Its juice softens hard veins of metal. The odor of burning coca propitiates the deities-of-metals, who would render the mountains impenetrable without it. Coca-leaves in the mouths of the dead insure a welcome in lands beyond.
No wonder it was the divine plant of the Incas. A sacrifice at festivals, its smoke an offering to the gods, whose priests chewed the solemn herb to gain their favor, it was a benediction for any enterprise. Mama-coca, its spirit, was worshipped.
Coca, preferred to gold, silver, or precious stones, was dubbed by the Spaniards “una elusión del demonio.”
II
Almost as well known as the stories of silver and gold from Peru are those relating to its mammoth buildings made of mammoth stones. The ruins are a better witness to the greatness of the ancient Peruvians than the wealth looted from them.

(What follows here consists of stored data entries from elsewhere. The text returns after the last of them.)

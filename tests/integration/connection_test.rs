//! Connection provider integration tests.

use std::sync::Arc;

use db_parity::compare::{CompareMode, Comparator, DualRunner, FailurePolicy};
use db_parity::connection::ConnectionProvider;
use db_parity::db::ClientOptions;

fn sqlite_file_url(dir: &tempfile::TempDir) -> String {
    format!("sqlite://{}?mode=rwc", dir.path().join("parity.db").display())
}

#[tokio::test]
async fn test_provider_shares_handle_between_sides() {
    let dir = tempfile::tempdir().unwrap();
    let url = sqlite_file_url(&dir);
    let provider = ConnectionProvider::new(ClientOptions::default());

    let a = provider.get(&url).await.unwrap();
    let b = provider.get(&url).await.unwrap();
    assert!(Arc::ptr_eq(&a, &b));

    a.execute_write("CREATE TABLE t (id INTEGER)").await.unwrap();
    a.execute_write("INSERT INTO t VALUES (1), (2)").await.unwrap();

    let dual = DualRunner::new(a, b).run("SELECT id FROM t ORDER BY id").await;
    let verdict = Comparator::new(CompareMode::Ordered, FailurePolicy::Lenient)
        .compare(&dual.a, &dual.b);
    assert!(verdict.is_consistent());

    provider.close_all().await.unwrap();
}

#[tokio::test]
async fn test_provider_keeps_sources_apart() {
    let dir_a = tempfile::tempdir().unwrap();
    let dir_b = tempfile::tempdir().unwrap();
    let provider = ConnectionProvider::default();

    let a = provider.get(&sqlite_file_url(&dir_a)).await.unwrap();
    let b = provider.get(&sqlite_file_url(&dir_b)).await.unwrap();
    assert!(!Arc::ptr_eq(&a, &b));
    assert_eq!(provider.len().await, 2);

    a.execute_write("CREATE TABLE only_a (id INTEGER)").await.unwrap();
    assert!(b.execute_read("SELECT * FROM only_a").await.is_err());

    provider.close_all().await.unwrap();
    assert!(provider.is_empty().await);
}

#[tokio::test]
async fn test_closed_handle_fails_as_connection_error() {
    let provider = ConnectionProvider::default();
    let client = provider.get("sqlite::memory:").await.unwrap();
    provider.close_all().await.unwrap();

    let err = client.execute_read("SELECT 1").await.unwrap_err();
    assert!(err.is_connection(), "unexpected error: {err}");
}

#[tokio::test]
async fn test_provider_rejects_unknown_scheme() {
    let provider = ConnectionProvider::default();
    let err = provider.get("oracle://localhost/orders").await.err().expect("expected an error");
    assert!(err.to_string().contains("Unsupported scheme"));
}
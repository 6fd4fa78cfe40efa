//! Mismatch reporters.
//!
//! Write failures are returned as `Report` errors, which abort the batch.

use serde::Serialize;
use std::io::Write;

use crate::compare::{Mismatch, MismatchReporter, Outcome, StatementKind};
use crate::error::{ParityError, Result};

/// Writes each mismatch as a human-readable block.
pub struct TextReporter<W: Write> {
    out: W,
}

impl<W: Write> TextReporter<W> {
    pub fn new(out: W) -> Self {
        Self { out }
    }

    pub fn into_inner(self) -> W {
        self.out
    }

    fn write_mismatch(&mut self, m: &Mismatch<'_>) -> std::io::Result<()> {
        writeln!(
            self.out,
            "--- statement #{} ({}): {}",
            m.index + 1,
            m.kind,
            m.divergence
        )?;
        writeln!(self.out, "{}", m.sql)?;
        writeln!(self.out, "[source A]")?;
        writeln!(self.out, "{}", m.a)?;
        writeln!(self.out, "[source B]")?;
        writeln!(self.out, "{}", m.b)?;
        writeln!(self.out)?;
        self.out.flush()
    }
}

impl<W: Write> MismatchReporter for TextReporter<W> {
    fn report(&mut self, mismatch: &Mismatch<'_>) -> Result<()> {
        self.write_mismatch(mismatch)
            .map_err(|e| ParityError::report(format!("Failed to write report: {e}")))
    }
}

/// Writes each mismatch as one JSON object per line.
pub struct JsonReporter<W: Write> {
    out: W,
}

#[derive(Serialize)]
struct JsonMismatch<'a> {
    index: usize,
    statement: &'a str,
    kind: StatementKind,
    divergence: String,
    a: JsonSide,
    b: JsonSide,
}

#[derive(Serialize)]
struct JsonSide {
    failed: bool,
    output: String,
}

impl JsonSide {
    fn from_outcome(outcome: &Outcome) -> Self {
        Self {
            failed: outcome.is_failure(),
            output: outcome.to_string(),
        }
    }
}

impl<W: Write> JsonReporter<W> {
    pub fn new(out: W) -> Self {
        Self { out }
    }

    pub fn into_inner(self) -> W {
        self.out
    }
}

impl<W: Write> MismatchReporter for JsonReporter<W> {
    fn report(&mut self, m: &Mismatch<'_>) -> Result<()> {
        let record = JsonMismatch {
            index: m.index,
            statement: m.sql,
            kind: m.kind,
            divergence: m.divergence.to_string(),
            a: JsonSide::from_outcome(m.a),
            b: JsonSide::from_outcome(m.b),
        };
        serde_json::to_writer(&mut self.out, &record)
            .map_err(|e| ParityError::report(format!("Failed to write report: {e}")))?;
        writeln!(self.out)
            .and_then(|_| self.out.flush())
            .map_err(|e| ParityError::report(format!("Failed to write report: {e}")))
    }
}
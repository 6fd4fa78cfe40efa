//! Database abstraction layer for db-parity.
//!
//! Provides a trait-based interface over the relational backends a statement
//! can be replayed against, allowing sources of different families to be
//! compared interchangeably.

mod common;
mod mock;
mod mysql;
mod postgres;
mod sqlite;
mod types;

pub use mock::{FailingDatabaseClient, MockDatabaseClient, MockResponse};
pub use mysql::MySqlClient;
pub use postgres::PostgresClient;
pub use sqlite::SqliteClient;
pub use types::{ColumnInfo, QueryResult, Row, Value};

use crate::error::{ParityError, Result};
use async_trait::async_trait;
use std::sync::Arc;

/// Default pool size per source.
///
/// At most two executions of a single statement share a handle at once.
pub const DEFAULT_MAX_CONNECTIONS: u32 = 2;

/// Supported database backends.
#[derive(Debug, Clone, Copy, PartialEq, Eq, serde::Serialize, serde::Deserialize)]
#[serde(rename_all = "lowercase")]
pub enum DatabaseBackend {
    Postgres,
    MySql,
    Sqlite,
}

impl DatabaseBackend {
    /// Returns the backend as a string.
    pub fn as_str(&self) -> &'static str {
        match self {
            Self::Postgres => "postgres",
            Self::MySql => "mysql",
            Self::Sqlite => "sqlite",
        }
    }

    /// Parses a backend from a string.
    pub fn parse(s: &str) -> Option<Self> {
        match s.to_lowercase().as_str() {
            "postgres" | "postgresql" => Some(Self::Postgres),
            "mysql" | "mariadb" => Some(Self::MySql),
            "sqlite" => Some(Self::Sqlite),
            _ => None,
        }
    }

    /// Determines the backend from a connection URL's scheme.
    pub fn from_url(url: &str) -> Result<Self> {
        let scheme = url
            .split_once(':')
            .map(|(scheme, _)| scheme)
            .ok_or_else(|| ParityError::config(format!("Missing scheme in '{url}'")))?;

        Self::parse(scheme).ok_or_else(|| {
            ParityError::config(format!(
                "Unsupported scheme '{scheme}'. Expected postgres, mysql or sqlite"
            ))
        })
    }
}

/// Options applied to every client created for a source.
#[derive(Debug, Clone, Copy, PartialEq, Eq)]
pub struct ClientOptions {
    /// Maximum pooled connections per source.
    pub max_connections: u32,

    /// Maximum rows a read may materialize before it fails.
    ///
    /// `None` buffers the whole result set in memory.
    pub max_rows: Option<usize>,
}

impl Default for ClientOptions {
    fn default() -> Self {
        Self {
            max_connections: DEFAULT_MAX_CONNECTIONS,
            max_rows: None,
        }
    }
}

/// Creates a database client for the given connection URL.
///
/// This is the central factory function for database connections.
pub async fn connect(url: &str, options: &ClientOptions) -> Result<Arc<dyn DatabaseClient>> {
    match DatabaseBackend::from_url(url)? {
        DatabaseBackend::Postgres => Ok(Arc::new(PostgresClient::connect(url, options).await?)),
        DatabaseBackend::MySql => Ok(Arc::new(MySqlClient::connect(url, options).await?)),
        DatabaseBackend::Sqlite => Ok(Arc::new(SqliteClient::connect(url, options).await?)),
    }
}

/// Trait defining the interface for a ready-to-use connection handle.
///
/// Implementations must be safe for two concurrent callers.
#[async_trait]
pub trait DatabaseClient: Send + Sync {
    /// Executes a statement that produces rows and materializes all of them.
    async fn execute_read(&self, sql: &str) -> Result<QueryResult>;

    /// Executes a statement that modifies data and returns the affected-row count.
    async fn execute_write(&self, sql: &str) -> Result<u64>;

    /// Closes the underlying pool.
    async fn close(&self) -> Result<()>;
}
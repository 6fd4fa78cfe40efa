//! Configuration management for db-parity.
//!
//! Handles loading configuration from a TOML file, with named data sources
//! and comparison defaults.

use crate::compare::{ClassifierKind, CompareMode, FailurePolicy};
use crate::db::DatabaseBackend;
use crate::error::{ParityError, Result};
use serde::{Deserialize, Serialize};
use std::collections::HashMap;
use std::path::{Path, PathBuf};

use url::Url;

/// Main configuration structure for db-parity.
#[derive(Debug, Clone, Serialize, Deserialize, Default)]
pub struct Config {
    /// Named data sources.
    #[serde(default)]
    pub sources: HashMap<String, SourceConfig>,

    /// Comparison defaults.
    #[serde(default)]
    pub compare: CompareConfig,
}

/// Comparison defaults, overridable from the command line.
#[derive(Debug, Clone, Default, PartialEq, Eq, Serialize, Deserialize)]
pub struct CompareConfig {
    #[serde(default)]
    pub mode: CompareMode,

    /// What two failed executions must share to agree.
    #[serde(default)]
    pub failure_policy: FailurePolicy,

    #[serde(default)]
    pub classifier: ClassifierKind,

    /// Per-side read capacity. Unbounded when absent.
    pub max_rows: Option<usize>,
}

/// A data source reachable through a connection URL.
#[derive(Debug, Clone, PartialEq, Eq, Serialize, Deserialize)]
pub struct SourceConfig {
    /// Connection URL (`postgres://`, `mysql://` or `sqlite:`).
    pub url: String,

    /// Pool size for this source.
    pub max_connections: Option<u32>,
}

impl SourceConfig {
    /// Creates a source from a connection URL, checking the scheme.
    pub fn from_url(url: &str) -> Result<Self> {
        DatabaseBackend::from_url(url)?;
        Ok(Self {
            url: url.to_string(),
            max_connections: None,
        })
    }

    pub fn backend(&self) -> Result<DatabaseBackend> {
        DatabaseBackend::from_url(&self.url)
    }

    /// Returns the URL with any password masked, for logs and reports.
    pub fn display_string(&self) -> String {
        match Url::parse(&self.url) {
            Ok(mut url) if url.password().is_some() => {
                // Only fails for URLs that cannot carry credentials.
                let _ = url.set_password(Some("****"));
                url.to_string()
            }
            Ok(_) => self.url.clone(),
            Err(_) => "<invalid url>".to_string(),
        }
    }
}

/// Returns true if `reference` is a connection URL rather than a source name.
pub fn is_connection_url(reference: &str) -> bool {
    reference.contains("://") || reference.starts_with("sqlite:")
}

impl Config {
    /// Returns the default config file path for the current platform.
    pub fn default_path() -> PathBuf {
        dirs::config_dir()
            .unwrap_or_else(|| PathBuf::from("."))
            .join("db-parity")
            .join("config.toml")
    }

    /// Loads configuration from a TOML file. A missing file yields defaults.
    pub fn load_from_file(path: &Path) -> Result<Self> {
        if !path.exists() {
            return Ok(Self::default());
        }

        let content = std::fs::read_to_string(path)
            .map_err(|e| ParityError::config(format!("Failed to read config file: {e}")))?;

        Self::parse_toml(&content, path)
    }

    /// Parses configuration from a TOML string.
    fn parse_toml(content: &str, path: &Path) -> Result<Self> {
        toml::from_str(content).map_err(|e| {
            ParityError::config(format!(
                "Configuration error in {}:\n  {}",
                path.display(),
                e
            ))
        })
    }

    /// Resolves a command-line source reference: either a connection URL or
    /// the name of a configured source.
    pub fn resolve_source(&self, reference: &str) -> Result<SourceConfig> {
        if is_connection_url(reference) {
            return SourceConfig::from_url(reference);
        }
        self.sources.get(reference).cloned().ok_or_else(|| {
            ParityError::config(format!(
                "Unknown source '{reference}'. Use a connection URL or a name from [sources]"
            ))
        })
    }
}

It is the first fact mentioned by a homecoming traveler that there is a twelve-cornered stone in the Street of Triumph in Cuzco, and into and around each corner other stones are so perfectly fitted that a knife-blade cannot be inserted between them. That fact is perfectly true. So also is the fact that ancient Peruvians transported stones weighing tons with llamas and human beings as their only beasts of burden. They lifted them to great heights without machinery, cut them without steel implements, blasted them without gunpowder, and polished by rubbing them with other stones and bundles of rough grass. They had no resources in building but their own energy. The vast “stones were raised by social institutions, supplying want of instruments by numbers of people.” This world of ruins, comparable to Egypt, “is isolated in the region of the clouds.”

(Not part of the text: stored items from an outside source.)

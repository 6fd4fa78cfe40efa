//! Error types for db-parity.
//!
//! Defines the main error enum used throughout the crate. The same type is
//! stored inside an `Outcome` when one side of a comparison fails.

use thiserror::Error;

/// Main error type for db-parity operations.
#[derive(Error, Debug, Clone, PartialEq, Eq)]
pub enum ParityError {
    /// The handle is unusable (host unreachable, pool closed, broken pipe, etc.)
    #[error("Connection error: {0}")]
    Connection(String),

    /// The statement was rejected or failed mid-run (syntax errors, constraint violations, etc.)
    #[error("Query error: {0}")]
    Query(String),

    /// Configuration errors (invalid config file, unknown source, etc.)
    #[error("Configuration error: {0}")]
    Config(String),

    /// The mismatch reporter could not record a finding.
    #[error("Report error: {0}")]
    Report(String),

    /// A cancellable comparison was stopped before both sides finished.
    #[error("Comparison cancelled")]
    Cancelled,

    /// Internal errors (unexpected states, bugs, etc.)
    #[error("Internal error: {0}")]
    Internal(String),
}

impl ParityError {
    /// Creates a connection error with the given message.
    pub fn connection(msg: impl Into<String>) -> Self {
        Self::Connection(msg.into())
    }

    /// Creates a query error with the given message.
    pub fn query(msg: impl Into<String>) -> Self {
        Self::Query(msg.into())
    }

    /// Creates a configuration error with the given message.
    pub fn config(msg: impl Into<String>) -> Self {
        Self::Config(msg.into())
    }

    /// Creates a report error with the given message.
    pub fn report(msg: impl Into<String>) -> Self {
        Self::Report(msg.into())
    }

    /// Creates an internal error with the given message.
    pub fn internal(msg: impl Into<String>) -> Self {
        Self::Internal(msg.into())
    }

    /// Returns true if the handle itself was unusable, as opposed to the
    /// statement failing on a working connection.
    pub fn is_connection(&self) -> bool {
        matches!(self, Self::Connection(_))
    }

    /// Returns the error category as a string for display purposes.
    pub fn category(&self) -> &'static str {
        match self {
            Self::Connection(_) => "Connection Error",
            Self::Query(_) => "Query Error",
            Self::Config(_) => "Configuration Error",
            Self::Report(_) => "Report Error",
            Self::Cancelled => "Cancelled",
            Self::Internal(_) => "Internal Error",
        }
    }
}

impl From<std::io::Error> for ParityError {
    fn from(e: std::io::Error) -> Self {
        Self::Report(e.to_string())
    }
}

/// Result type alias using ParityError.
pub type Result<T> = std::result::Result<T, ParityError>;
//! Lifecycle-scoped connection cache.

use std::collections::HashMap;
use std::sync::Arc;

use tokio::sync::Mutex;
use tracing::{debug, info};

use crate::db::{self, ClientOptions, DatabaseClient};
use crate::error::Result;

/// Connects on first use and returns the cached handle afterwards.
///
/// Constructed once per run and passed by reference. Handles are shared by
/// the two concurrent executions of a statement, so callers must not assume
/// exclusive access.
pub struct ConnectionProvider {
    options: ClientOptions,
    clients: Mutex<HashMap<String, Arc<dyn DatabaseClient>>>,
}

impl ConnectionProvider {
    pub fn new(options: ClientOptions) -> Self {
        Self {
            options,
            clients: Mutex::new(HashMap::new()),
        }
    }

    /// Returns the handle for `url`, connecting if none is cached yet.
    ///
    /// The cache lock is held while connecting, so concurrent callers asking
    /// for the same source share one connection attempt.
    pub async fn get(&self, url: &str) -> Result<Arc<dyn DatabaseClient>> {
        self.get_with(url, &self.options).await
    }

    /// Like [`ConnectionProvider::get`], with options for this source only.
    ///
    /// Options only apply when a new connection is made.
    pub async fn get_with(
        &self,
        url: &str,
        options: &ClientOptions,
    ) -> Result<Arc<dyn DatabaseClient>> {
        let mut clients = self.clients.lock().await;
        if let Some(client) = clients.get(url) {
            debug!("Reusing cached connection");
            return Ok(Arc::clone(client));
        }

        let client = db::connect(url, options).await?;
        info!("Connected to {}", db::DatabaseBackend::from_url(url)?.as_str());
        clients.insert(url.to_string(), Arc::clone(&client));
        Ok(client)
    }

    /// Registers an existing handle under `id`, replacing any cached one.
    pub async fn insert(&self, id: impl Into<String>, client: Arc<dyn DatabaseClient>) {
        self.clients.lock().await.insert(id.into(), client);
    }

    /// Number of cached handles.
    pub async fn len(&self) -> usize {
        self.clients.lock().await.len()
    }

    pub async fn is_empty(&self) -> bool {
        self.len().await == 0
    }

    /// Closes every cached handle and empties the cache.
    ///
    /// All handles are closed even if some fail; the first failure is
    /// returned.
    pub async fn close_all(&self) -> Result<()> {
        let clients: Vec<_> = self.clients.lock().await.drain().collect();
        let mut first_error = None;
        for (_, client) in clients {
            if let Err(e) = client.close().await {
                first_error.get_or_insert(e);
            }
        }
        first_error.map_or(Ok(()), Err)
    }
}

impl Default for ConnectionProvider {
    fn default() -> Self {
        Self::new(ClientOptions::default())
    }
}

Stupendous scenes upon these elevated plains were object lessons—nearness of gigantic peaks, appalling depth of chasms. The Incas learned much from nature: from salt-strewn deserts to lay waste their criminals’ property, sowing their fields with salt; from the sea, maker of terraces. They finished off the mountain-sides with small andenes, or hanging gardens, which received the flow of water bestowed by the Inca upon his subjects with every patch of ground. They brought loam from the jungle in baskets and created land upon bare rocks. Where opportunity offered, the terraces widened, following the natural excrescences of the mountain.
And when nature failed to point lessons, models were provided by far-receding civilizations so remote that they almost seemed to have relapsed into the domain of nature. Each served as the foundation for the next, like the rhythmic life of the jungle.

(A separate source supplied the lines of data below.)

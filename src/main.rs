//! parity - run the same SQL against two data sources and compare.

use std::fs::File;
use std::io::{BufWriter, Write};
use std::sync::Arc;

use db_parity::cli::{Cli, OutputFormat};
use db_parity::compare::{BatchDriver, BatchSummary, Comparator, DualRunner};
use db_parity::config::{CompareConfig, Config, SourceConfig};
use db_parity::connection::ConnectionProvider;
use db_parity::db::{ClientOptions, DEFAULT_MAX_CONNECTIONS};
use db_parity::error::{ParityError, Result};
use db_parity::logging;
use db_parity::report::{JsonReporter, TextReporter};
use db_parity::statements::read_statements;
use tokio_util::sync::CancellationToken;
use tracing::{error, info, warn};

/// Every statement was consistent.
const EXIT_CONSISTENT: i32 = 0;
/// The run itself failed.
const EXIT_ERROR: i32 = 1;
/// At least one inconsistency was reported.
const EXIT_INCONSISTENT: i32 = 2;

#[tokio::main]
async fn main() {
    // Sources may be given through PARITY_SOURCE_A / PARITY_SOURCE_B in .env
    let _ = dotenvy::dotenv();

    let cli = Cli::parse_args();
    logging::init_stderr_logging(cli.verbose);

    let code = match run(&cli).await {
        Ok(summary) if summary.is_consistent() => EXIT_CONSISTENT,
        Ok(summary) => {
            warn!("{} inconsistent statement(s)", summary.inconsistent);
            EXIT_INCONSISTENT
        }
        Err(e) => {
            error!("{}: {}", e.category(), e);
            EXIT_ERROR
        }
    };
    std::process::exit(code);
}

async fn run(cli: &Cli) -> Result<BatchSummary> {
    let config_path = cli.config_path();
    info!("Loading config from: {}", config_path.display());
    let config = Config::load_from_file(&config_path)?;

    // CLI flags > config file > defaults
    let compare = cli.apply_to(config.compare.clone());
    let source_a = config.resolve_source(&cli.source_a)?;
    let source_b = config.resolve_source(&cli.source_b)?;
    info!("Source A: {}", source_a.display_string());
    info!("Source B: {}", source_b.display_string());

    let statements = read_statements(cli.input_path().as_deref())?;
    info!("Loaded {} statement(s)", statements.len());

    let provider = ConnectionProvider::new(client_options(cli, None, &compare));
    let result = compare_sources(cli, &provider, &source_a, &source_b, &compare, &statements).await;

    if let Err(e) = provider.close_all().await {
        warn!("Failed to close connections: {}", e);
    }
    result
}

async fn compare_sources(
    cli: &Cli,
    provider: &ConnectionProvider,
    source_a: &SourceConfig,
    source_b: &SourceConfig,
    compare: &CompareConfig,
    statements: &[String],
) -> Result<BatchSummary> {
    let a = provider
        .get_with(&source_a.url, &client_options(cli, Some(source_a), compare))
        .await?;
    let b = provider
        .get_with(&source_b.url, &client_options(cli, Some(source_b), compare))
        .await?;

    let runner = DualRunner::new(a, b).with_classifier(Arc::from(compare.classifier.build()));
    let driver = BatchDriver::new(
        runner,
        Comparator::new(compare.mode, compare.failure_policy),
    );

    let cancel = CancellationToken::new();
    let interrupt = cancel.clone();
    tokio::spawn(async move {
        if tokio::signal::ctrl_c().await.is_ok() {
            warn!("Interrupted, cancelling the comparison");
            interrupt.cancel();
        }
    });

    let out = open_output(cli)?;
    match cli.format {
        OutputFormat::Text => {
            let mut reporter = TextReporter::new(out);
            driver.run_cancellable(statements, &mut reporter, &cancel).await
        }
        OutputFormat::Json => {
            let mut reporter = JsonReporter::new(out);
            driver.run_cancellable(statements, &mut reporter, &cancel).await
        }
    }
}

/// Pool options for one source. The CLI pool size wins over the source's.
fn client_options(
    cli: &Cli,
    source: Option<&SourceConfig>,
    compare: &CompareConfig,
) -> ClientOptions {
    ClientOptions {
        max_connections: cli
            .max_connections
            .or_else(|| source.and_then(|s| s.max_connections))
            .unwrap_or(DEFAULT_MAX_CONNECTIONS),
        max_rows: compare.max_rows,
    }
}

fn open_output(cli: &Cli) -> Result<Box<dyn Write>> {
    match &cli.output_file {
        Some(path) => {
            let file = File::create(path).map_err(|e| {
                ParityError::report(format!("Failed to create {}: {e}", path.display()))
            })?;
            Ok(Box::new(BufWriter::new(file)))
        }
        None => Ok(Box::new(std::io::stdout())),
    }
}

Ancient Peruvians hesitated at nothing. They built an artificial city on a high, cold, almost waterless, plain, with a palace for the Inca to visit in, a garrison for his protection, and magazines and granaries for his soldiers’ food. Countless royal palaces, too, their niches covered with plates of gold, and convents like the House of the Virgins of the Sun in Cuzco, were duplicated all over the empire for other wives of the Inca as he chose among them, “storehouses sheltering his tribute in women.” There were baths and fountains and places of pleasure and round stone chulpas, towers of the dead.
Since no one traveled except by order of the Inca, the highways were reserved for himself, the armies, and the chasqui, or royal runners. From Zarate to Humboldt, they have been described as fit to rank with the seven wonders of the world. One highway pierced walls of solid rock, crossing profound chasms and the treacherous marshes of the puna on walls of solid masonry. Being a pedestrian road, it slipped in flights of stone steps over the brow of the mountains. It traversed the whole empire for two thousand miles among the mountain-tops. The other, flanked by mud walls, lay along the low deserts of the coast, “shaded by trees whose branches hung over the road loaded with fruit, and filled with parrots and other birds,” to quote Cieza de Leon. Humboldt said that “part of the coast road was macadamized.”